** Opening Data to use block **

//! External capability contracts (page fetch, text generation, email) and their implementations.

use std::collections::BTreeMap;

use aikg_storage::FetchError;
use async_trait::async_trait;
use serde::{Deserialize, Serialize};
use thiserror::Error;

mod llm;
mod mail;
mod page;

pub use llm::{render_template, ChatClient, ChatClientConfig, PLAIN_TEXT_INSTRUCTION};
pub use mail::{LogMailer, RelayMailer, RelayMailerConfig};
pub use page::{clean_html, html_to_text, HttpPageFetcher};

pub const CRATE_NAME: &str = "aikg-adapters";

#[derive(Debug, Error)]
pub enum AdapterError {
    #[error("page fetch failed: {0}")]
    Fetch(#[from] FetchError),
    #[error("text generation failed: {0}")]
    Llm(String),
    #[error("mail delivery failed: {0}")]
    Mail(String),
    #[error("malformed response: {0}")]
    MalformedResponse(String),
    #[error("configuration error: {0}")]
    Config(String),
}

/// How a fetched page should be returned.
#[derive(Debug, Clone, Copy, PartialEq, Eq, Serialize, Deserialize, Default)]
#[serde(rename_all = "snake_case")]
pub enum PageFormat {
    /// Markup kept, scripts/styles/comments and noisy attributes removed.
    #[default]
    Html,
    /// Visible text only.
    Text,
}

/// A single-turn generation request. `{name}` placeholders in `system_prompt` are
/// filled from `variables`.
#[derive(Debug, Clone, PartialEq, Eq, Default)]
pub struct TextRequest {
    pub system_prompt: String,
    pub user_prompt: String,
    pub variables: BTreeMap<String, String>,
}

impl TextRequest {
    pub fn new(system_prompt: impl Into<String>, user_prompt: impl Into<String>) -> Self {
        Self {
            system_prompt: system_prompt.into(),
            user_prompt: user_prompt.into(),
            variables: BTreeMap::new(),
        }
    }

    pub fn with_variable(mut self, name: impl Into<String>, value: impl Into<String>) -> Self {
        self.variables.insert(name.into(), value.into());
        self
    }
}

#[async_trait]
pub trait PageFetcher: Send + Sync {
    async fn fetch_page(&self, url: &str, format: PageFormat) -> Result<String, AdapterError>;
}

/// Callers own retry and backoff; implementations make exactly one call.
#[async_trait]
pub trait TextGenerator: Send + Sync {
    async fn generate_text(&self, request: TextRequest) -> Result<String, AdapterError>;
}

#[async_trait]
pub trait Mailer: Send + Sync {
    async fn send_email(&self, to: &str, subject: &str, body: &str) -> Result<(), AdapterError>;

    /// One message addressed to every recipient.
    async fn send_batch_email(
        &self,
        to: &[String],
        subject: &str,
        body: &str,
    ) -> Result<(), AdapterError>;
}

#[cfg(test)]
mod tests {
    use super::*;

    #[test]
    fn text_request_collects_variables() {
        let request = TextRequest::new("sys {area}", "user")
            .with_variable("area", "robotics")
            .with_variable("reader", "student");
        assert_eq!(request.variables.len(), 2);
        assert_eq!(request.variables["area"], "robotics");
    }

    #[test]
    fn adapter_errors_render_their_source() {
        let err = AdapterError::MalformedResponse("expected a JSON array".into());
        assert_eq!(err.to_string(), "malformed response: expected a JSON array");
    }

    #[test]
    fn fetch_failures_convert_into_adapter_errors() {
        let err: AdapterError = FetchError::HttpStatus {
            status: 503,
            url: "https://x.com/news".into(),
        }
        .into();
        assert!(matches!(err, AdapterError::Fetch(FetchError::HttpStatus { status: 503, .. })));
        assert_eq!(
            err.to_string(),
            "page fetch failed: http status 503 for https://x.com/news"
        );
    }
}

** Closing Data to use block **

> **What needs to be done**:
Where a line above holds the word "FetchError", copy it.

> **Reply**:
use aikg_storage::FetchError;
    Fetch(#[from] FetchError),
        let err: AdapterError = FetchError::HttpStatus {
        assert!(matches!(err, AdapterError::Fetch(FetchError::HttpStatus { status: 503, .. })));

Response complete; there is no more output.